Would you copy each line of the records that includes the word "children"?

* INPUT DATA *
=== Section Start ===

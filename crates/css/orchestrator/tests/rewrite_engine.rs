#![cfg(test)]

use core::error::Error;
use css_cascade::{OverrideOptimizer, PassThrough};
use css_orchestrator::{AdvancedOptimizer, OptimizeError};
use css_selectors::Compatibility;
use css_syntax::{Declaration, NestedBlock, Property, SelectorGroup, Token};

fn init_logging() {
    let _logger = env_logger::builder().is_test(true).try_init();
}

fn property(name: &str, value: &str) -> Declaration {
    Declaration::Property(Property::new(name, [value]))
}

fn rule(selectors: &[&str], body: Vec<Declaration>) -> Token {
    Token::rule(SelectorGroup::new(selectors.iter().copied()), body)
}

fn optimize(tokens: &mut Vec<Token>) -> Result<(), OptimizeError> {
    AdvancedOptimizer::new(Compatibility::All, &OverrideOptimizer)
        .optimize(tokens)
        .map(|_| ())
}

/// # Panics
/// Panics if a second run changes the tree.
///
/// # Errors
/// Returns an error if either run gives up.
#[test]
fn optimizing_twice_changes_nothing() -> Result<(), Box<dyn Error>> {
    init_logging();
    let mut tokens = vec![
        rule(&["a"], vec![property("color", "red"), property("top", "0")]),
        rule(&[".b"], vec![property("margin", "0")]),
        rule(&[".c"], vec![property("margin", "0")]),
        Token::Comment("/* keep */".to_owned()),
        rule(&["a", "p"], vec![property("color", "red")]),
        rule(&["a"], vec![property("color", "blue")]),
        Token::Block(NestedBlock {
            selectors: SelectorGroup::new(["@media print"]),
            children: vec![
                rule(&["a"], vec![property("color", "red")]),
                rule(&["a"], vec![property("color", "black")]),
            ],
        }),
    ];
    optimize(&mut tokens)?;
    let once = tokens.clone();
    let stats = AdvancedOptimizer::new(Compatibility::All, &OverrideOptimizer).optimize(&mut tokens)?;
    assert_eq!(tokens, once);
    assert_eq!(stats.removed, 0);
    assert_eq!(stats.pruned, 0);
    Ok(())
}

/// # Panics
/// Panics if the earlier duplicate is the one kept.
///
/// # Errors
/// Returns an error if the engine gives up.
#[test]
fn duplicate_rules_keep_the_later_entry() -> Result<(), Box<dyn Error>> {
    init_logging();
    let mut tokens = vec![
        rule(&["a"], vec![property("color", "red")]),
        rule(&["b"], vec![property("color", "blue")]),
        rule(&["a"], vec![property("color", "red")]),
    ];
    optimize(&mut tokens)?;
    assert_eq!(
        tokens,
        vec![
            rule(&["b"], vec![property("color", "blue")]),
            rule(&["a"], vec![property("color", "red")]),
        ]
    );
    Ok(())
}

/// # Panics
/// Panics if adjacent rules are not merged by selector or by body.
///
/// # Errors
/// Returns an error if the engine gives up.
#[test]
fn adjacent_rules_merge() -> Result<(), Box<dyn Error>> {
    init_logging();
    let mut by_selector = vec![
        rule(&["a"], vec![property("color", "red")]),
        rule(&["a"], vec![property("font-size", "1px")]),
    ];
    optimize(&mut by_selector)?;
    assert_eq!(
        by_selector,
        vec![rule(
            &["a"],
            vec![property("color", "red"), property("font-size", "1px")]
        )]
    );

    let mut by_body = vec![
        rule(&[".a"], vec![property("color", "red")]),
        rule(&[".b"], vec![property("color", "red")]),
    ];
    optimize(&mut by_body)?;
    assert_eq!(by_body, vec![rule(&[".a", ".b"], vec![property("color", "red")])]);
    Ok(())
}

/// # Panics
/// Panics if a vendor-prefixed selector is merged by body.
///
/// # Errors
/// Returns an error if the engine gives up.
#[test]
fn special_selectors_stay_separate() -> Result<(), Box<dyn Error>> {
    init_logging();
    let mut tokens = vec![
        rule(&[".a"], vec![property("color", "red")]),
        rule(&["input::-webkit-input-placeholder"], vec![property("color", "red")]),
    ];
    let expected = tokens.clone();
    optimize(&mut tokens)?;
    assert_eq!(tokens, expected);
    Ok(())
}

/// # Panics
/// Panics if a shared declaration is not hoisted or unrelated rules change.
///
/// # Errors
/// Returns an error if the engine gives up.
#[test]
fn non_adjacent_occurrences_are_reduced() -> Result<(), Box<dyn Error>> {
    init_logging();
    let mut tokens = vec![
        rule(&["a"], vec![property("color", "red"), property("top", "0")]),
        rule(&["b"], vec![property("color", "blue")]),
        rule(&["a"], vec![property("color", "red")]),
    ];
    optimize(&mut tokens)?;
    assert_eq!(
        tokens,
        vec![
            rule(&["a"], vec![property("top", "0")]),
            rule(&["b"], vec![property("color", "blue")]),
            rule(&["a"], vec![property("color", "red")]),
        ]
    );
    Ok(())
}

/// # Panics
/// Panics if a rule emptied by reduction is not pruned.
///
/// # Errors
/// Returns an error if the engine gives up.
#[test]
fn emptied_rules_are_pruned() -> Result<(), Box<dyn Error>> {
    init_logging();
    let mut tokens = vec![
        rule(&["a"], vec![property("color", "red")]),
        rule(&["b"], vec![property("top", "0")]),
        rule(&["a"], vec![property("color", "blue")]),
    ];
    let stats = AdvancedOptimizer::new(Compatibility::All, &OverrideOptimizer).optimize(&mut tokens)?;
    assert_eq!(stats.pruned, 1);
    assert_eq!(
        tokens,
        vec![
            rule(&["b"], vec![property("top", "0")]),
            rule(&["a"], vec![property("color", "blue")]),
        ]
    );
    Ok(())
}

/// # Panics
/// Panics if rules inside a nested block are not merged.
///
/// # Errors
/// Returns an error if the engine gives up.
#[test]
fn nested_blocks_are_optimized() -> Result<(), Box<dyn Error>> {
    init_logging();
    let mut tokens = vec![Token::Block(NestedBlock {
        selectors: SelectorGroup::new(["@media screen"]),
        children: vec![
            rule(&["a"], vec![property("color", "red")]),
            rule(&["a"], vec![property("top", "0")]),
        ],
    })];
    optimize(&mut tokens)?;
    assert_eq!(
        tokens,
        vec![Token::Block(NestedBlock {
            selectors: SelectorGroup::new(["@media screen"]),
            children: vec![rule(
                &["a"],
                vec![property("color", "red"), property("top", "0")]
            )],
        })]
    );
    Ok(())
}

/// # Panics
/// Panics if the pass ceiling does not surface as an error.
#[test]
fn low_ceiling_gives_up() {
    init_logging();
    let mut tokens = vec![rule(&["a"], vec![property("color", "red")])];
    let outcome = AdvancedOptimizer::new(Compatibility::All, &PassThrough)
        .with_max_passes(3)
        .optimize(&mut tokens);
    assert_eq!(outcome, Err(OptimizeError::GaveUp { passes: 3 }));
    assert_eq!(tokens, vec![rule(&["a"], vec![property("color", "red")])]);
}

/// # Panics
/// Panics if a nested sequence giving up stops the rest of the tree.
#[test]
fn nested_give_up_still_optimizes_the_rest() {
    init_logging();
    let media = Token::Block(NestedBlock {
        selectors: SelectorGroup::new(["@media print"]),
        children: vec![rule(&["a"], vec![property("color", "red")])],
    });
    let mut tokens = vec![
        media.clone(),
        rule(&["c"], Vec::new()),
        rule(&["b"], vec![property("top", "0")]),
        rule(&["b"], vec![property("top", "0")]),
    ];
    let outcome = AdvancedOptimizer::new(Compatibility::All, &PassThrough)
        .with_max_passes(3)
        .optimize(&mut tokens);
    assert_eq!(outcome, Err(OptimizeError::GaveUp { passes: 3 }));
    assert_eq!(tokens, vec![media, rule(&["b"], vec![property("top", "0")])]);
}
//! Stylesheet minifier: tokenize, optimize the rule structure, write back out.
//!
//! Each stage lives in its own crate; this one wires them together behind a
//! single [`minify()`] call driven by serde-configurable [`Options`].

mod minify;
mod options;

pub use minify::{Minified, minify};
pub use options::Options;

pub use css_selectors::Compatibility;
pub use css_writer::WriterOptions;
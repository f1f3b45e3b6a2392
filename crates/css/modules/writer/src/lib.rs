//! Token tree serializer with compact and beautified output.
//!
//! The writer only reads the tree; it never creates or reorders tokens.

mod writer;

use css_syntax::{Declaration, Token};

pub use writer::Writer;

/// Platform line break used by beautified output and kept breaks.
pub const LINE_BREAK: &str = if cfg!(windows) { "\r\n" } else { "\n" };

/// Columns added per nesting level in beautified output.
pub const INDENT_BY: usize = 2;

/// Output switches.
#[derive(Clone, Copy, Debug, Default, PartialEq, Eq, Hash)]
pub struct WriterOptions {
    /// Human-readable output: line breaks, indentation, `": "` separators.
    pub beautify: bool,
    /// Put a line break between top-level tokens in compact mode.
    pub keep_breaks: bool,
    /// Keep the space after `)` in `background`, `transform` and `src` values.
    pub space_after_closing_brace: bool,
}

/// Serialize a token sequence.
#[inline]
pub fn write_all(tokens: &[Token], options: WriterOptions) -> String {
    let mut writer = Writer::new(options);
    writer.all(tokens);
    writer.finish()
}

/// Serialize a lone declaration list, as found inside a rule's braces.
#[inline]
pub fn write_body(body: &[Declaration], options: WriterOptions) -> String {
    let mut writer = Writer::new(options);
    writer.body(body);
    writer.finish()
}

=== Section End ===

* WRITTEN SOLUTION *
            children: vec![
        children: vec![
            children: vec![rule(
        children: vec![rule(&["a"], vec![property("color", "red")])],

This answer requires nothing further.